Wearable technology has created quite a buzz as hot products by big brands, like the Apple Watch, hit the market. But it’s not all watches and Twitter dresses. A multitude of functional yet fashion-based products are in development. We caught up with entrepreneur and founder of Made With Glove, Michelle Hua, to find out about her journey with wearable technology so far.
What did you do before you started Made With Glove?
I was a senior commercial property solicitor for eight years in Australia, before taking the plunge into entrepreneurship in the UK. I also worked in two of Australia’s largest departments stores, and have eight years experience in women’s retail fashion and two years in men’s retail fashion. I worked for brands such as Levi’s and Polo Ralph Lauren as well as other leading Australian brands.
My focus now is to incorporate fashion with technology because I believe this is the future. As we move to rely more on technology, I want to create a product that not only looks good but is also combined with functionality.
What is the product that you’ve designed?
I am designing fashionable heated gloves for women.
How did you come up with the idea?
My idea came about four years ago during a six-hour walking tour in Prague, I was in snow and a temperature of -21 degrees. Two hours into the tour, I couldn’t feel my hands or my feet.
I had disposable hand warmers but because I had my gloves on, I couldn’t feel the warmth from the hand warmers. So, in a moment of sheer desperation, I put my hand warmers inside my glove and felt immediate relief.
Upon returning to the UK, I researched fashionable heated gloves for women. All I could find were big, black and bulky heated gloves for men who ride motorcycles, or for skiers out in the snow.
What is the product development process for your gloves like?
The product development process is quite challenging because you have to always think two steps ahead.
Building a one-off prototype is already a challenge, but the real challenge is designing and building it for manufacturing, and developing a supply chain so that you can take it to market.
What spurs you on?
Speaking to my potential customers – women who suffer from cold hands – who need my product. Hearing from them inspires, motivates and encourages me to keep going.
When my potential customers describe the pain they feel when their hands get cold, and their inability to find products that suit their needs, it gives me hope that my product will provide them with the solution.
What setbacks or challenges have you encountered?
The main challenge for Made With Glove, as it is for most start-ups, is funding.
I have applied for numerous funding opportunities and competitions from the UK Government, and while I have gone so far as to become a finalist, I have narrowly missed out on some of the funding.
I am very fortunate to have made it to the Final and to have had the opportunity to pitch to and answer questions from judges. It has given me the experience and practice I need for pitches in the future.
Partnering with one of the top universities in the UK has been tremendous, I have been invited to attend various events, and have been supported not only in the prototype building but in other aspects of my business – they have provided support in funding applications, as well as giving me the opportunity to exhibit my prototype at the Royal Institution London.

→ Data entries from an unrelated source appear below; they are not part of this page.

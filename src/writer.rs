use std::fs::{self, File};
use std::io::{BufWriter, Write};
use std::path::{Path, PathBuf};

use serde::{Deserialize, Serialize};
use tracing::info;

use crate::error::{HeroError, Result};
use crate::image_io::save_png;
use crate::rank::RankedLayer;

/// One written layer, in draw order.
#[derive(Debug, Clone, PartialEq, Eq, Serialize, Deserialize)]
pub struct ManifestEntry {
    pub file: String,
    pub label: u32,
    pub component: u32,
}

/// Writes ranked layers as `<prefix>_<idx>.png` into one directory.
#[derive(Debug, Clone)]
pub struct LayerWriter {
    out_dir: PathBuf,
    prefix: String,
}

impl LayerWriter {
    pub fn new(out_dir: impl Into<PathBuf>, prefix: impl Into<String>) -> Self {
        Self { out_dir: out_dir.into(), prefix: prefix.into() }
    }

    pub fn out_dir(&self) -> &Path {
        &self.out_dir
    }

    pub fn file_name(&self, idx: usize) -> String {
        format!("{}_{idx}.png", self.prefix)
    }

    /// Write every layer in order, then the manifest if one is requested.
    ///
    /// Any failed layer aborts the whole batch before the manifest is touched.
    pub fn write(&self, layers: &[RankedLayer], manifest: Option<&Path>) -> Result<Vec<ManifestEntry>> {
        fs::create_dir_all(&self.out_dir).map_err(|source| HeroError::Io {
            path: self.out_dir.clone(),
            source,
        })?;

        let mut entries = Vec::with_capacity(layers.len());
        for (idx, ranked) in layers.iter().enumerate() {
            let file = self.file_name(idx);
            let path = self.out_dir.join(&file);
            save_png(&ranked.layer.image, &path)?;
            info!(
                path = %path.display(),
                label = ranked.layer.label,
                component = ranked.layer.component,
                cy = ranked.key.cy,
                area = ranked.key.area,
                "wrote layer"
            );
            entries.push(ManifestEntry {
                file,
                label: ranked.layer.label,
                component: ranked.layer.component,
            });
        }

        if let Some(path) = manifest {
            write_manifest(path, &entries)?;
        }
        Ok(entries)
    }
}

/// Pretty JSON array of `entries`, in the given order.
pub fn write_manifest(path: &Path, entries: &[ManifestEntry]) -> Result<()> {
    let io_err = |source| HeroError::Io { path: path.to_path_buf(), source };
    if let Some(parent) = path.parent() {
        if !parent.as_os_str().is_empty() {
            fs::create_dir_all(parent).map_err(io_err)?;
        }
    }
    let mut out = BufWriter::new(File::create(path).map_err(io_err)?);
    serde_json::to_writer_pretty(&mut out, entries)?;
    out.write_all(b"\n").map_err(io_err)?;
    out.flush().map_err(io_err)?;
    info!(path = %path.display(), entries = entries.len(), "wrote manifest");
    Ok(())
}

#[cfg(test)]
mod tests {
    use super::*;
    use crate::layers::Layer;
    use crate::rank::RankKey;
    use image::{Rgba, RgbaImage};

    fn ranked(label: u32, component: u32) -> RankedLayer {
        RankedLayer {
            layer: Layer {
                image: RgbaImage::from_pixel(3, 3, Rgba([label as u8, 0, 0, 255])),
                label,
                component,
            },
            key: RankKey { cy: 1.0, area: 9 },
        }
    }

    #[test]
    fn test_manifest_matches_written_files() {
        let dir = tempfile::tempdir().unwrap();
        let writer = LayerWriter::new(dir.path().join("out"), "hero_layer");
        let manifest = dir.path().join("out").join("layers.json");

        let entries = writer.write(&[ranked(4, 2), ranked(1, 1)], Some(&manifest)).unwrap();
        assert_eq!(entries[0].file, "hero_layer_0.png");
        assert_eq!(entries[1].file, "hero_layer_1.png");

        let text = fs::read_to_string(&manifest).unwrap();
        let parsed: Vec<ManifestEntry> = serde_json::from_str(&text).unwrap();
        assert_eq!(parsed, entries);
        assert_eq!((parsed[0].label, parsed[0].component), (4, 2));
        for entry in &parsed {
            assert!(writer.out_dir().join(&entry.file).is_file());
        }
    }

    #[test]
    fn test_manifest_field_names() {
        let entry = ManifestEntry { file: "a.png".into(), label: 3, component: 7 };
        let value = serde_json::to_value(&entry).unwrap();
        assert_eq!(value, serde_json::json!({ "file": "a.png", "label": 3, "component": 7 }));
    }

    #[test]
    fn test_no_manifest_requested() {
        let dir = tempfile::tempdir().unwrap();
        let writer = LayerWriter::new(dir.path(), "hero_element");
        let entries = writer.write(&[ranked(0, 1)], None).unwrap();
        assert_eq!(entries.len(), 1);
        assert!(dir.path().join("hero_element_0.png").is_file());
        assert_eq!(fs::read_dir(dir.path()).unwrap().count(), 1);
    }

    #[test]
    fn test_failed_write_skips_manifest() {
        let dir = tempfile::tempdir().unwrap();
        // a regular file where the output directory should be
        let blocked = dir.path().join("blocked");
        fs::write(&blocked, b"").unwrap();
        let writer = LayerWriter::new(&blocked, "hero_layer");
        let manifest = dir.path().join("manifest.json");

        assert!(writer.write(&[ranked(0, 1)], Some(&manifest)).is_err());
        assert!(!manifest.exists());
    }
}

I also came runner-up in the Marketest online market research competition in London and won £500 worth of market research.
Winning these competitions has really helped my business to move forward, and given me further motivation and determination in building my product.

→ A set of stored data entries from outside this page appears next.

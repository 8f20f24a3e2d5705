use std::path::PathBuf;

use anyhow::{Context, Result};
use clap::Parser;
use hero_assets::cli::{CommonArgs, init_logging};
use hero_assets::{
    CentralClusterMatte, DiffusionInpainter, FallbackMatte, KMeansLabeler, MaskFileMatte, SeparateConfig,
    extract_foreground, load_config, load_rgba, save_png,
};

/// Separate the hero subject from its background.
#[derive(Parser, Debug)]
#[command(author, version, about)]
struct Args {
    #[command(flatten)]
    common: CommonArgs,

    /// Matte from an external matting tool; the central-cluster guess is used when it is missing
    #[arg(short, long, default_value = "assets/hero_matte.png")]
    matte: PathBuf,
}

fn main() -> Result<()> {
    let args = Args::parse();
    init_logging(&args.common.log_level);

    let config_path = args.common.config_path();
    let config: SeparateConfig = load_config(config_path.as_deref()).context("loading separate config")?;
    let image = load_rgba(&args.common.input_path())?;

    let matte = FallbackMatte::new(
        MaskFileMatte::new(args.common.resolve(&args.matte)),
        CentralClusterMatte::new(
            KMeansLabeler::new(config.cluster.clone()),
            config.center_fraction,
            config.mask_open_radius,
        ),
    );
    let inpainter = DiffusionInpainter::new(config.smoothing_passes);
    let parts = extract_foreground(&image, &matte, &inpainter, &config).context("foreground extraction failed")?;

    let out_dir = args.common.out_dir_path();
    let fg_path = out_dir.join("hero_foreground.png");
    let bg_path = out_dir.join("hero_background.png");
    save_png(&parts.foreground, &fg_path)?;
    println!("Saved → {}", fg_path.display());
    save_png(&parts.background, &bg_path)?;
    println!("Saved → {}", bg_path.display());

    Ok(())
}
use std::path::PathBuf;

use thiserror::Error;

/// Errors produced while preparing hero assets.
#[derive(Debug, Error)]
pub enum HeroError {
    #[error("source image not found: {}", .0.display())]
    MissingInput(PathBuf),
    #[error("unable to decode image {}: {source}", path.display())]
    Decode {
        path: PathBuf,
        #[source]
        source: image::ImageError,
    },
    #[error("unable to encode {}: {source}", path.display())]
    Encode {
        path: PathBuf,
        #[source]
        source: image::ImageError,
    },
    #[error("I/O error on {}: {source}", path.display())]
    Io {
        path: PathBuf,
        #[source]
        source: std::io::Error,
    },
    #[error("manifest error: {0}")]
    Manifest(#[from] serde_json::Error),
    #[error("unable to parse config {}: {source}", path.display())]
    ConfigParse {
        path: PathBuf,
        #[source]
        source: serde_json::Error,
    },
    #[error("invalid configuration: {0}")]
    InvalidConfig(String),
    #[error("image has zero width or height")]
    EmptyImage,
    #[error("dimension mismatch: expected {expected:?}, got {actual:?}")]
    DimensionMismatch {
        expected: (u32, u32),
        actual: (u32, u32),
    },
    #[error("foreground matte unavailable: {0}")]
    Matte(String),
    #[error("inpainting failed: {0}")]
    Inpaint(String),
}

pub type Result<T> = std::result::Result<T, HeroError>;
use anyhow::Result;
use clap::Parser;
use hero_assets::LayerConfig;
use hero_assets::cli::{CommonArgs, init_logging, run_layer_tool};

/// Split the hero artwork into one softened layer per colour cluster, sorted in draw order.
#[derive(Parser, Debug)]
#[command(author, version, about)]
struct Args {
    #[command(flatten)]
    common: CommonArgs,

    /// Also write `hero_layers.json` next to the layers
    #[arg(short, long)]
    manifest: bool,
}

fn main() -> Result<()> {
    let args = Args::parse();
    init_logging(&args.common.log_level);
    let manifest = args.manifest.then_some("hero_layers.json");
    run_layer_tool(&args.common, LayerConfig::per_cluster(), "hero_layer", manifest)
}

Tell us about your next steps for Made With Glove
I am in product development now and I plan to launch a prototype by winter this year (2015). We are in very exciting times because we are seeing more wearable technology become fashionable and targeted towards the female market.

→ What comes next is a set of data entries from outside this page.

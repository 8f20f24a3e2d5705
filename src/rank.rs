use std::cmp::Ordering;

use image::RgbaImage;
use tracing::debug;

use crate::layers::Layer;

/// Sort key for draw order: vertical centre of the visible pixels and their count.
#[derive(Debug, Clone, Copy, PartialEq)]
pub struct RankKey {
    pub cy: f64,
    pub area: u64,
}

impl RankKey {
    /// Top to bottom; at equal height the larger layer comes first.
    pub fn draw_order(&self, other: &RankKey) -> Ordering {
        self.cy.total_cmp(&other.cy).then_with(|| other.area.cmp(&self.area))
    }

    pub fn is_invisible(&self) -> bool {
        self.area == 0
    }
}

/// Key over the pixels whose alpha is strictly above `threshold`.
/// A layer with no such pixel gets `(0.0, 0)`.
pub fn rank_key(image: &RgbaImage, threshold: u8) -> RankKey {
    let mut area = 0u64;
    let mut row_sum = 0f64;
    for (_, y, p) in image.enumerate_pixels() {
        if p.0[3] > threshold {
            area += 1;
            row_sum += y as f64;
        }
    }
    if area == 0 {
        return RankKey { cy: 0.0, area: 0 };
    }
    RankKey { cy: row_sum / area as f64, area }
}

#[derive(Debug, Clone)]
pub struct RankedLayer {
    pub layer: Layer,
    pub key: RankKey,
}

/// Order layers for drawing. The sort is stable, so layers with identical
/// keys keep their build order.
pub fn rank_layers(layers: Vec<Layer>, threshold: u8, drop_invisible: bool) -> Vec<RankedLayer> {
    let mut ranked: Vec<RankedLayer> = layers
        .into_iter()
        .map(|layer| {
            let key = rank_key(&layer.image, threshold);
            RankedLayer { layer, key }
        })
        .filter(|r| {
            let keep = !(drop_invisible && r.key.is_invisible());
            if !keep {
                debug!(label = r.layer.label, component = r.layer.component, "dropping invisible layer");
            }
            keep
        })
        .collect();
    ranked.sort_by(|a, b| a.key.draw_order(&b.key));
    ranked
}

Fashion and technology are such diverse industries, and I am constantly innovating and being creative which I love to do. My hope is to always be creative and innovative and to work with partners and people who are as passionate as I am in incorporating fashion with technology.
What are the key things that one needs to do in order to build a successful Wearable Technology product?
The key is having the market to build the product for. Then you need a good team.
In my opinion, the key to building a successful business, in general, is having a team with the right expertise running all aspects of the business. It’s all about providing a solution for your customers and to do that, you need to build the right team to build the product and help you run the business.